● Your instructions:
Report all lines of the records that contain "ObjectiveSense".

● Provided entries:
····················

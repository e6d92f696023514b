//! Core rust implementation of optlink, a crate translating expression
//! based optimization models into native solver tasks and mapping the raw
//! solver results back to model level outcomes.
//!
//! # Example
//!
//! ```rust
//! use std::sync::Arc;
//!
//! use optlink_core::model::expression::Expression;
//! use optlink_core::model::model::ExpressionModel;
//! use optlink_core::model::objective::{Objective, ObjectiveSense};
//! use optlink_core::model::variable::VariableType;
//! use optlink_core::optimize::options::SolveOptions;
//! use optlink_core::optimize::session::Session;
//! use optlink_core::optimize::solvers::clarabel::ClarabelSolver;
//! use optlink_core::optimize::Outcome;
//!
//! // minimize x0 + x1 with x0 in [0, 10], x1 in [-5, 5], x0 + x1 <= 10
//! let mut model = ExpressionModel::new_minimization();
//! model
//!     .add_new_variable("x0", VariableType::Continuous, Some(0.0), Some(10.0))
//!     .unwrap();
//! model
//!     .add_new_variable("x1", VariableType::Continuous, Some(-5.0), Some(5.0))
//!     .unwrap();
//!
//! let mut budget = Expression::with_bounds(None, Some(10.0));
//! budget.add_linear_term(0, 1.0);
//! budget.add_linear_term(1, 1.0);
//! model.add_constraint("budget", budget).unwrap();
//!
//! let mut objective = Objective::new(ObjectiveSense::Minimize);
//! objective.add_linear_term(0, 1.0);
//! objective.add_linear_term(1, 1.0);
//! model.set_objective(objective).unwrap();
//!
//! let session = Arc::new(Session::new());
//! let mut solver = ClarabelSolver::build(&model, session, SolveOptions::new()).unwrap();
//! let result = solver.solve();
//! assert_eq!(result.outcome, Outcome::Optimal);
//! ```
pub mod configuration;
pub mod io;
pub mod model;
pub mod optimize;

····················

● Reply:
//! use optlink_core::model::objective::{Objective, ObjectiveSense};
//! let mut objective = Objective::new(ObjectiveSense::Minimize);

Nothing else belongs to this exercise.